A. The casting director called me straight up. Mark [Wahlberg] actually didn’t even know I got the part. And when I walked on set, the director had no idea that I knew him. He was like “What?! You know each other?’’ I was pretty proud of myself. I was like “Yeah, I know him, and I didn’t even use it!’’ [Laughs.]

Q. Do you find that dramatic work comes as easily to you as comedy?

A. Yes, though early on in my career, I was stuck between two worlds. I was getting a lot of movie auditions and callbacks, but I was also doing well on TV with my stand-up act. That’s why I wrote my one-woman show; I wanted to showcase everything I do — and it really does that. It brings you from heart-wrenching sorrow to hilariousness beyond your wildest dreams. It’s a bridge that brings it all together. I think it’s very original — and don’t ask me why, but I didn’t want to accept that I was original for a long time.

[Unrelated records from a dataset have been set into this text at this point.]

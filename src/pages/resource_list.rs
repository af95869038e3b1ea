//! Resource List Page
//!
//! Wellness resources with a category filter and per-card delete.

use leptos::prelude::*;
use leptos::task::spawn_local;
use reactive_stores::Store;

use crate::api;
use crate::components::{CategoryBadge, ConfirmDialog, DeletePrompt, ErrorText, Spinner};
use crate::context::use_app_context;
use crate::load::LoadState;
use crate::models::{Resource, ResourceCategory};
use crate::routes::Route;
use crate::store::{filter_by_category, store_remove_resource, ResourceShelf, ResourceShelfStoreFields};
use super::action_failed;

#[component]
pub fn ResourceListPage() -> impl IntoView {
    let ctx = use_app_context();
    let shelf = Store::new(ResourceShelf::default());
    let (load, set_load) = signal(LoadState::<()>::Loading);
    let (action_error, set_action_error) = signal::<Option<String>>(None);
    let prompt = RwSignal::new(DeletePrompt::default());

    Effect::new(move |_| {
        let Some(client) = ctx.authorize() else { return };
        spawn_local(async move {
            let result = api::list_resources(&client).await;
            if let Err(err) = &result {
                ctx.check_auth(err);
            }
            let result = result.map(|resources| shelf.resources().set(resources));
            set_load.set(LoadState::from_result("resources", result));
        });
    });

    let shown = Memo::new(move |_| {
        let category = shelf.category().get();
        shelf.resources().with(|all| filter_by_category(all, category))
    });

    let delete_resource = move |id: String| {
        let Some(client) = ctx.authorize() else { return };
        set_action_error.set(None);
        spawn_local(async move {
            match api::delete_resource(&client, &id).await {
                Ok(()) => {
                    log::info!("deleted resource {}", id);
                    store_remove_resource(&shelf, &id);
                }
                Err(err) => set_action_error.set(Some(action_failed(ctx, "delete resource", &err))),
            }
        });
    };

    view! {
        <section class="page resource-list-page">
            <div class="page-header">
                <h1>"Wellness Resources"</h1>
                <div class="page-actions">
                    <select
                        class="category-filter"
                        on:change=move |ev| {
                            let value = event_target_value(&ev);
                            let category = (!value.is_empty()).then(|| ResourceCategory::parse(&value));
                            shelf.category().set(category);
                        }
                    >
                        <option value="" selected=move || shelf.category().get().is_none()>"All categories"</option>
                        {ResourceCategory::ALL.into_iter().map(|c| view! {
                            <option value=c.as_str() selected=move || shelf.category().get() == Some(c)>{c.label()}</option>
                        }).collect_view()}
                    </select>
                    <a class="button primary" href=Route::ResourceNew.to_hash()>"Add resource"</a>
                </div>
            </div>

            {move || action_error.get().map(|message| view! { <ErrorText message=message /> })}

            {move || match load.get() {
                LoadState::Loading => view! { <Spinner label="Loading resources..." /> }.into_any(),
                LoadState::Failed(message) => view! { <ErrorText message=message /> }.into_any(),
                LoadState::Loaded(()) => view! {
                    <Show
                        when=move || shown.with(|list| !list.is_empty())
                        fallback=|| view! { <p class="empty-message">"No resources in this category."</p> }
                    >
                        <div class="resource-grid">
                            <For
                                each=move || shown.get()
                                key=|resource| resource.id.clone()
                                children=move |resource| view! { <ResourceCard resource=resource prompt=prompt /> }
                            />
                        </div>
                    </Show>
                }.into_any(),
            }}

            <ConfirmDialog
                prompt=prompt
                message="Delete this resource?"
                on_confirm=delete_resource
            />
        </section>
    }
}

#[component]
fn ResourceCard(resource: Resource, prompt: RwSignal<DeletePrompt>) -> impl IntoView {
    let id = resource.id.clone();

    view! {
        <article class="resource-card">
            <header>
                <h2>{resource.title}</h2>
                <CategoryBadge category=resource.category />
            </header>
            {resource.description.map(|text| view! { <p>{text}</p> })}
            <div class="row-actions">
                <a href=resource.link.clone() target="_blank" rel="noopener noreferrer">"Open link"</a>
                <button class="delete-btn" on:click=move |_| prompt.update(|p| p.open(id.clone()))>
                    "Delete"
                </button>
            </div>
        </article>
    }
}
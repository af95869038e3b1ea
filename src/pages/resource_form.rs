//! Resource Form Page

use leptos::prelude::*;
use leptos::task::spawn_local;

use crate::components::{BoundInput, BoundTextArea, SubmitMessage};
use crate::context::use_app_context;
use crate::forms::{self, ResourceDraft, SubmitState, RESOURCE_CREATED};
use crate::models::ResourceCategory;
use crate::routes::Route;
use super::finish_submit;

#[component]
pub fn ResourceFormPage() -> impl IntoView {
    let ctx = use_app_context();
    let draft = RwSignal::new(ResourceDraft::default());
    let submit = RwSignal::new(SubmitState::Idle);
    let locked = Signal::derive(move || submit.with(SubmitState::is_locked));

    // Protected page: bounce to login before anything is typed
    Effect::new(move |_| {
        ctx.authorize();
    });

    let on_submit = move |ev: web_sys::SubmitEvent| {
        ev.prevent_default();
        if submit.with_untracked(SubmitState::is_locked) {
            return;
        }
        let Some(client) = ctx.authorize() else { return };
        let current = draft.get_untracked();
        submit.set(SubmitState::Submitting);
        spawn_local(async move {
            let result = forms::submit_resource(&client, &current).await;
            finish_submit(ctx, submit, result, RESOURCE_CREATED, Route::Resources).await;
        });
    };

    view! {
        <section class="page resource-form-page">
            <a class="back-link" href=Route::Resources.to_hash()>"← Resources"</a>
            <h1>"Add Resource"</h1>

            <form class="resource-form" on:submit=on_submit>
                <div class="form-row">
                    <label class="form-label" for="title">"Title *"</label>
                    <BoundInput
                        id="title"
                        draft=draft
                        get=|d: &ResourceDraft| d.title.clone()
                        set=|d: &mut ResourceDraft, v| d.title = v
                        disabled=locked
                    />
                </div>

                <div class="form-row">
                    <label class="form-label" for="link">"Link *"</label>
                    <BoundInput
                        id="link"
                        kind="url"
                        draft=draft
                        get=|d: &ResourceDraft| d.link.clone()
                        set=|d: &mut ResourceDraft, v| d.link = v
                        disabled=locked
                        placeholder="https://"
                    />
                </div>

                <div class="form-row">
                    <label class="form-label" for="category">"Category"</label>
                    <select
                        id="category"
                        prop:disabled=move || locked.get()
                        on:change=move |ev| draft.update(|d| d.category = ResourceCategory::parse(&event_target_value(&ev)))
                    >
                        {ResourceCategory::ALL.into_iter().map(|c| view! {
                            <option value=c.as_str() selected=move || draft.with(|d| d.category == c)>{c.label()}</option>
                        }).collect_view()}
                    </select>
                </div>

                <div class="form-row">
                    <label class="form-label" for="description">"Description"</label>
                    <BoundTextArea
                        id="description"
                        draft=draft
                        get=|d: &ResourceDraft| d.description.clone()
                        set=|d: &mut ResourceDraft, v| d.description = v
                        disabled=locked
                    />
                </div>

                <SubmitMessage submit=submit />
                <button type="submit" class="primary" prop:disabled=move || locked.get()>
                    {move || if submit.with(|s| matches!(s, SubmitState::Submitting)) { "Saving..." } else { "Add resource" }}
                </button>
            </form>
        </section>
    }
}
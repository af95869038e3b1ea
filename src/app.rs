//! Care Portal Frontend App
//!
//! Top-level shell: follows the location hash and shows one page at a time.

use leptos::prelude::*;

use crate::config::AppConfig;
use crate::context::{current_hash, AppContext};
use crate::components::NavBar;
use crate::pages::{
    CarePlanFormPage, CarePlanListPage, LoginPage, NotFoundPage, ResourceFormPage, ResourceListPage,
    VisitDetailPage, VisitFormPage, VisitListPage,
};
use crate::routes::Route;

#[component]
pub fn App() -> impl IntoView {
    let (route, set_route) = signal(Route::parse(&current_hash()));

    // Provide context to all children
    provide_context(AppContext::new((route, set_route), AppConfig::from_build_env()));

    // Back/forward and typed URLs
    let listener = window_event_listener(leptos::ev::hashchange, move |_| {
        let next = Route::parse(&current_hash());
        if route.with_untracked(|current| *current != next) {
            log::debug!("route -> {}", next.to_hash());
            set_route.set(next);
        }
    });
    on_cleanup(move || listener.remove());

    let page = move || match route.get() {
        Route::Login => view! { <LoginPage /> }.into_any(),
        Route::Visits => view! { <VisitListPage /> }.into_any(),
        Route::VisitNew => view! { <VisitFormPage /> }.into_any(),
        Route::VisitDetail(id) => view! { <VisitDetailPage id=id /> }.into_any(),
        Route::VisitEdit(id) => view! { <VisitFormPage id=id /> }.into_any(),
        Route::CarePlans => view! { <CarePlanListPage /> }.into_any(),
        Route::CarePlanNew => view! { <CarePlanFormPage /> }.into_any(),
        Route::Resources => view! { <ResourceListPage /> }.into_any(),
        Route::ResourceNew => view! { <ResourceFormPage /> }.into_any(),
        Route::NotFound => view! { <NotFoundPage /> }.into_any(),
    };

    view! {
        <div class="app-layout">
            <Show when=move || route.with(|r| r.section().is_some())>
                <NavBar />
            </Show>
            <main class="main-content">{page}</main>
        </div>
    }
}
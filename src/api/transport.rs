//! HTTP Transport
//!
//! `reqwest` backed transport. On wasm32 reqwest drives the browser's fetch.

use crate::error::ApiResult;
use super::{Method, PreparedRequest, RawResponse, Transport};

impl From<Method> for reqwest::Method {
    fn from(method: Method) -> Self {
        match method {
            Method::Get => reqwest::Method::GET,
            Method::Post => reqwest::Method::POST,
            Method::Patch => reqwest::Method::PATCH,
            Method::Put => reqwest::Method::PUT,
            Method::Delete => reqwest::Method::DELETE,
        }
    }
}

#[derive(Debug, Clone, Default)]
pub struct HttpTransport {
    client: reqwest::Client,
}

impl Transport for HttpTransport {
    async fn execute(&self, request: PreparedRequest) -> ApiResult<RawResponse> {
        let mut builder = self.client.request(request.method.into(), request.url.as_str());
        for (name, value) in &request.headers {
            builder = builder.header(name.as_str(), value.as_str());
        }
        if let Some(body) = request.body {
            builder = builder.body(body);
        }

        let response = builder.send().await?;
        let status = response.status().as_u16();
        let body = response.text().await?;
        Ok(RawResponse { status, body })
    }
}
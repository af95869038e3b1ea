//! Navigation Bar Component

use leptos::prelude::*;

use crate::context::use_app_context;
use crate::routes::Route;

fn sections() -> [(&'static str, &'static str, Route); 3] {
    [
        ("visits", "Visits", Route::Visits),
        ("care-plans", "Care Plans", Route::CarePlans),
        ("resources", "Resources", Route::Resources),
    ]
}

#[component]
pub fn NavBar() -> impl IntoView {
    let ctx = use_app_context();

    view! {
        <nav class="nav-bar">
            <span class="nav-title">"Care Portal"</span>
            <div class="nav-links">
                {sections().into_iter().map(|(section, label, route)| {
                    let is_active = move || ctx.route.with(|r| r.section() == Some(section));
                    view! {
                        <a
                            href=route.to_hash()
                            class=move || if is_active() { "nav-link active" } else { "nav-link" }
                        >
                            {label}
                        </a>
                    }
                }).collect_view()}
            </div>
            <button class="nav-logout" on:click=move |_| ctx.sign_out()>"Log out"</button>
        </nav>
    }
}
//! Application Context
//!
//! Shared state provided via Leptos Context API.

use leptos::prelude::*;

use crate::api::{ApiClient, HttpTransport};
use crate::config::AppConfig;
use crate::error::ApiError;
use crate::routes::Route;
use crate::session::{self, LocalTokenStore, TokenStore};

/// App-wide signals provided via context
#[derive(Clone, Copy)]
pub struct AppContext {
    /// Page currently shown - read
    pub route: ReadSignal<Route>,
    /// Page currently shown - write
    set_route: WriteSignal<Route>,
    /// Build-time settings
    config: StoredValue<AppConfig>,
}

impl AppContext {
    pub fn new(route: (ReadSignal<Route>, WriteSignal<Route>), config: AppConfig) -> Self {
        Self {
            route: route.0,
            set_route: route.1,
            config: StoredValue::new(config),
        }
    }

    pub fn config(&self) -> AppConfig {
        self.config.get_value()
    }

    fn token_store(&self) -> LocalTokenStore {
        LocalTokenStore::new(self.config.with_value(|c| c.token_storage_key.clone()))
    }

    /// Show another page and record it in the location hash
    pub fn navigate(&self, route: Route) {
        let hash = route.to_hash();
        self.set_route.set(route);
        if let Some(window) = web_sys::window() {
            if window.location().set_hash(&hash).is_err() {
                log::warn!("could not update location hash to {}", hash);
            }
        }
    }

    /// Client for a protected page. Redirects to login and returns `None`
    /// when no token is stored, so callers never reach the network.
    pub fn authorize(&self) -> Option<ApiClient> {
        let config = self.config();
        match session::authorize(&self.token_store(), &config, HttpTransport::default()) {
            Ok(client) => Some(client),
            Err(route) => {
                self.navigate(route);
                None
            }
        }
    }

    /// Store a token typed on the login page
    pub fn sign_in(&self, token: &str) -> bool {
        session::sign_in(&self.token_store(), token)
    }

    pub fn sign_out(&self) {
        self.token_store().clear();
        log::info!("signed out");
        self.navigate(Route::Login);
    }

    /// A rejected token ends the session
    pub fn check_auth(&self, err: &ApiError) {
        if err.is_unauthorized() {
            log::warn!("token rejected by server");
            self.sign_out();
        }
    }
}

/// Current location hash, empty outside a browser
pub fn current_hash() -> String {
    web_sys::window()
        .and_then(|window| window.location().hash().ok())
        .unwrap_or_default()
}

pub fn use_app_context() -> AppContext {
    expect_context::<AppContext>()
}
//! Pages
//!
//! One component per route. Every protected page asks `AppContext::authorize`
//! for a client on mount and does nothing else when it gets `None`.

mod login;
mod visit_list;
mod visit_detail;
mod visit_form;
mod care_plans;
mod care_plan_form;
mod resource_list;
mod resource_form;

pub use login::LoginPage;
pub use visit_list::VisitListPage;
pub use visit_detail::VisitDetailPage;
pub use visit_form::VisitFormPage;
pub use care_plans::CarePlanListPage;
pub use care_plan_form::CarePlanFormPage;
pub use resource_list::ResourceListPage;
pub use resource_form::ResourceFormPage;

use gloo_timers::future::TimeoutFuture;
use leptos::prelude::*;

use crate::context::AppContext;
use crate::error::{ApiError, SubmitError};
use crate::forms::{self, SubmitState};
use crate::routes::Route;

/// Apply a finished submission: show the outcome, then on success wait
/// for the configured delay and move on.
async fn finish_submit<T>(
    ctx: AppContext,
    submit: RwSignal<SubmitState>,
    result: Result<T, SubmitError>,
    success_message: &str,
    next: Route,
) {
    if let Err(SubmitError::Remote(err)) = &result {
        ctx.check_auth(err);
    }
    let (state, redirect) = forms::settle(result, success_message, next);
    submit.set(state);
    if let Some(route) = redirect {
        TimeoutFuture::new(ctx.config().redirect_delay_ms).await;
        ctx.navigate(route);
    }
}

/// Log a failed in-page action and turn it into display text
fn action_failed(ctx: AppContext, what: &str, err: &ApiError) -> String {
    log::error!("{} failed: {}", what, err);
    ctx.check_auth(err);
    err.user_message()
}

#[component]
pub fn NotFoundPage() -> impl IntoView {
    view! {
        <section class="page not-found">
            <h1>"Page not found"</h1>
            <a href=Route::Visits.to_hash()>"Back to visits"</a>
        </section>
    }
}
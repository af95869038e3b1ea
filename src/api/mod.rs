//! REST Client Wrappers
//!
//! Frontend bindings to the care backend, organized by domain. Each wrapper
//! builds one `ApiRequest`; `ApiClient` attaches the base URL and bearer
//! token and hands it to a `Transport`.

mod transport;
mod visit;
mod wellness;
mod directory;
#[cfg(test)]
pub mod testing;

use std::fmt;

use percent_encoding::{utf8_percent_encode, AsciiSet, NON_ALPHANUMERIC};
use serde::de::DeserializeOwned;
use serde::Serialize;

use crate::error::{ApiError, ApiResult};

// Re-export all public items
pub use transport::HttpTransport;
pub use visit::*;
pub use wellness::*;
pub use directory::*;

/// Characters left as-is in path segments and query values
const URL_SAFE: &AsciiSet = &NON_ALPHANUMERIC.remove(b'-').remove(b'_').remove(b'.').remove(b'~');

// ========================
// Request Types
// ========================

#[derive(Debug, Clone, Copy, PartialEq, Eq)]
pub enum Method {
    Get,
    Post,
    Patch,
    Put,
    Delete,
}

impl fmt::Display for Method {
    fn fmt(&self, f: &mut fmt::Formatter<'_>) -> fmt::Result {
        f.write_str(match self {
            Method::Get => "GET",
            Method::Post => "POST",
            Method::Patch => "PATCH",
            Method::Put => "PUT",
            Method::Delete => "DELETE",
        })
    }
}

/// Endpoint call relative to the API base URL
#[derive(Debug, Clone, PartialEq)]
pub struct ApiRequest {
    pub method: Method,
    pub path: String,
    pub query: Vec<(String, String)>,
    pub body: Option<serde_json::Value>,
}

impl ApiRequest {
    fn new(method: Method, path: impl Into<String>) -> Self {
        Self { method, path: path.into(), query: Vec::new(), body: None }
    }

    pub fn get(path: impl Into<String>) -> Self {
        Self::new(Method::Get, path)
    }

    pub fn delete(path: impl Into<String>) -> Self {
        Self::new(Method::Delete, path)
    }

    pub fn post(path: impl Into<String>, body: &impl Serialize) -> ApiResult<Self> {
        Self::new(Method::Post, path).with_body(body)
    }

    pub fn patch(path: impl Into<String>, body: &impl Serialize) -> ApiResult<Self> {
        Self::new(Method::Patch, path).with_body(body)
    }

    pub fn put(path: impl Into<String>, body: &impl Serialize) -> ApiResult<Self> {
        Self::new(Method::Put, path).with_body(body)
    }

    fn with_body(mut self, body: &impl Serialize) -> ApiResult<Self> {
        self.body = Some(serde_json::to_value(body)?);
        Ok(self)
    }

    pub fn query(mut self, key: &str, value: &str) -> Self {
        self.query.push((key.to_string(), value.to_string()));
        self
    }
}

/// Fully resolved request, ready for the wire
#[derive(Debug, Clone, PartialEq)]
pub struct PreparedRequest {
    pub method: Method,
    pub url: String,
    pub headers: Vec<(String, String)>,
    pub body: Option<String>,
}

impl PreparedRequest {
    /// Case-insensitive header lookup
    pub fn header(&self, name: &str) -> Option<&str> {
        self.headers
            .iter()
            .find(|(key, _)| key.eq_ignore_ascii_case(name))
            .map(|(_, value)| value.as_str())
    }
}

/// Status and body as received
#[derive(Debug, Clone, PartialEq)]
pub struct RawResponse {
    pub status: u16,
    pub body: String,
}

impl RawResponse {
    pub fn is_success(&self) -> bool {
        (200..300).contains(&self.status)
    }
}

/// Executes prepared requests
pub trait Transport {
    async fn execute(&self, request: PreparedRequest) -> ApiResult<RawResponse>;
}

/// Percent-encode one path segment (ids come from the server, not trusted to be URL-safe)
pub fn segment(value: &str) -> String {
    utf8_percent_encode(value, URL_SAFE).to_string()
}

// ========================
// Client
// ========================

/// Authenticated client bound to one base URL
#[derive(Debug, Clone)]
pub struct ApiClient<T = HttpTransport> {
    base_url: String,
    token: String,
    transport: T,
}

impl<T: Transport> ApiClient<T> {
    pub fn new(base_url: impl Into<String>, token: impl Into<String>, transport: T) -> Self {
        Self {
            base_url: base_url.into().trim_end_matches('/').to_string(),
            token: token.into(),
            transport,
        }
    }

    /// Resolve URL and attach auth headers
    pub fn prepare(&self, request: ApiRequest) -> PreparedRequest {
        let mut url = format!("{}{}", self.base_url, request.path);
        if !request.query.is_empty() {
            let query = request
                .query
                .iter()
                .map(|(key, value)| format!("{}={}", segment(key), segment(value)))
                .collect::<Vec<_>>()
                .join("&");
            url.push('?');
            url.push_str(&query);
        }

        let mut headers = vec![
            ("Authorization".to_string(), format!("Bearer {}", self.token)),
            ("Accept".to_string(), "application/json".to_string()),
        ];
        let body = request.body.map(|value| value.to_string());
        if body.is_some() {
            headers.push(("Content-Type".to_string(), "application/json".to_string()));
        }

        PreparedRequest { method: request.method, url, headers, body }
    }

    /// Send and decode a JSON response body
    pub async fn fetch<R: DeserializeOwned>(&self, request: ApiRequest) -> ApiResult<R> {
        let raw = self.exchange(request).await?;
        decode_body(&raw.body)
    }

    /// Send and ignore whatever body comes back
    pub async fn execute(&self, request: ApiRequest) -> ApiResult<()> {
        self.exchange(request).await.map(|_| ())
    }

    async fn exchange(&self, request: ApiRequest) -> ApiResult<RawResponse> {
        let prepared = self.prepare(request);
        log::debug!("{} {}", prepared.method, prepared.url);
        let raw = self.transport.execute(prepared).await?;
        if raw.is_success() {
            Ok(raw)
        } else {
            Err(ApiError::Http { status: raw.status, message: server_message(&raw.body) })
        }
    }
}

fn decode_body<R: DeserializeOwned>(body: &str) -> ApiResult<R> {
    let body = if body.trim().is_empty() { "null" } else { body };
    Ok(serde_json::from_str(body)?)
}

/// Pull a human-readable message out of an error body
fn server_message(body: &str) -> Option<String> {
    let value: serde_json::Value = serde_json::from_str(body).ok()?;
    ["message", "error"]
        .iter()
        .find_map(|key| value.get(*key).and_then(|v| v.as_str()))
        .map(str::to_string)
}

#[cfg(test)]
mod tests {
    use super::testing::{client, RecordingTransport, BASE_URL};
    use super::*;
    use futures::executor::block_on;
    use serde_json::json;

    #[test]
    fn test_prepare_attaches_auth_and_query() {
        let api = client(RecordingTransport::new());
        let prepared = api.prepare(ApiRequest::get("/caregivers/available").query("startTime", "09:00"));

        assert_eq!(prepared.url, format!("{}/caregivers/available?startTime=09%3A00", BASE_URL));
        assert_eq!(prepared.header("authorization"), Some("Bearer tok-123"));
        assert_eq!(prepared.header("Content-Type"), None);
        assert!(prepared.body.is_none());
    }

    #[test]
    fn test_trailing_slash_on_base_url() {
        let api = ApiClient::new("https://care.test/api/", "t", RecordingTransport::new());
        assert_eq!(api.prepare(ApiRequest::get("/patients")).url, "https://care.test/api/patients");
    }

    #[test]
    fn test_segment_encoding() {
        assert_eq!(segment("65f0c2a1"), "65f0c2a1");
        assert_eq!(segment("a/b c"), "a%2Fb%20c");
    }

    #[test]
    fn test_error_status_carries_server_message() {
        let transport = RecordingTransport::new().respond(404, json!({ "message": "Visit not found" }));
        let api = client(transport);

        let err = block_on(api.fetch::<serde_json::Value>(ApiRequest::get("/visits/x"))).unwrap_err();
        assert_eq!(err, ApiError::Http { status: 404, message: Some("Visit not found".into()) });
    }

    #[test]
    fn test_error_field_and_plain_text_bodies() {
        assert_eq!(server_message(r#"{"error":"Token expired"}"#), Some("Token expired".into()));
        assert_eq!(server_message("Bad Gateway"), None);
        assert_eq!(server_message(r#"{"message":42}"#), None);
    }

    #[test]
    fn test_empty_body_decodes_as_null() {
        let transport = RecordingTransport::new().respond_raw(204, "");
        let api = client(transport);
        let value: Option<serde_json::Value> = block_on(api.fetch(ApiRequest::delete("/visits/1"))).unwrap();
        assert_eq!(value, None);
    }

    #[test]
    fn test_network_failure_passes_through() {
        let transport = RecordingTransport::new().fail(ApiError::Network("offline".into()));
        let api = client(transport);
        let err = block_on(api.execute(ApiRequest::get("/patients"))).unwrap_err();
        assert_eq!(err, ApiError::Network("offline".into()));
    }
}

Q. Do you think growing up in Savin Hill helped equip you to handle comedy as readily as you do more serious material?

A. Absolutely. But that’s Boston in general. I don’t like to say anything derogatory about Boston because I’m so proud of where I come from — it’s made me who I am. Without my Boston upbringing, I wouldn’t be as creative as I am. I wouldn’t have the guts. People think I have guts beyond guts, and a lot of that comes from where I come from. But my sense of humor comes from here, too. I think it was just the way that we communicated — and a lot of that was through making fun of each other. A good part of my show is about learning a different way to communicate and connect. My family all grew up in the same house, and I’m fascinated that you can grow up in the same household and experience things completely differently. Part of the maturation process is to come to terms with that.

Q. This show sounds like it could be very useful to Bostonians.

A. Well yeah, because I feel like sometimes we actually repel what we’re looking for with our sarcasm. By the way, I am so sorry about all the squealing in the background — I’m at the Boylston T stop. For some reason I thought this would be the best place to get off and do this! [Laughs.]

Q. Well let’s see who can make a bigger noise: Sue Costello or the Green Line.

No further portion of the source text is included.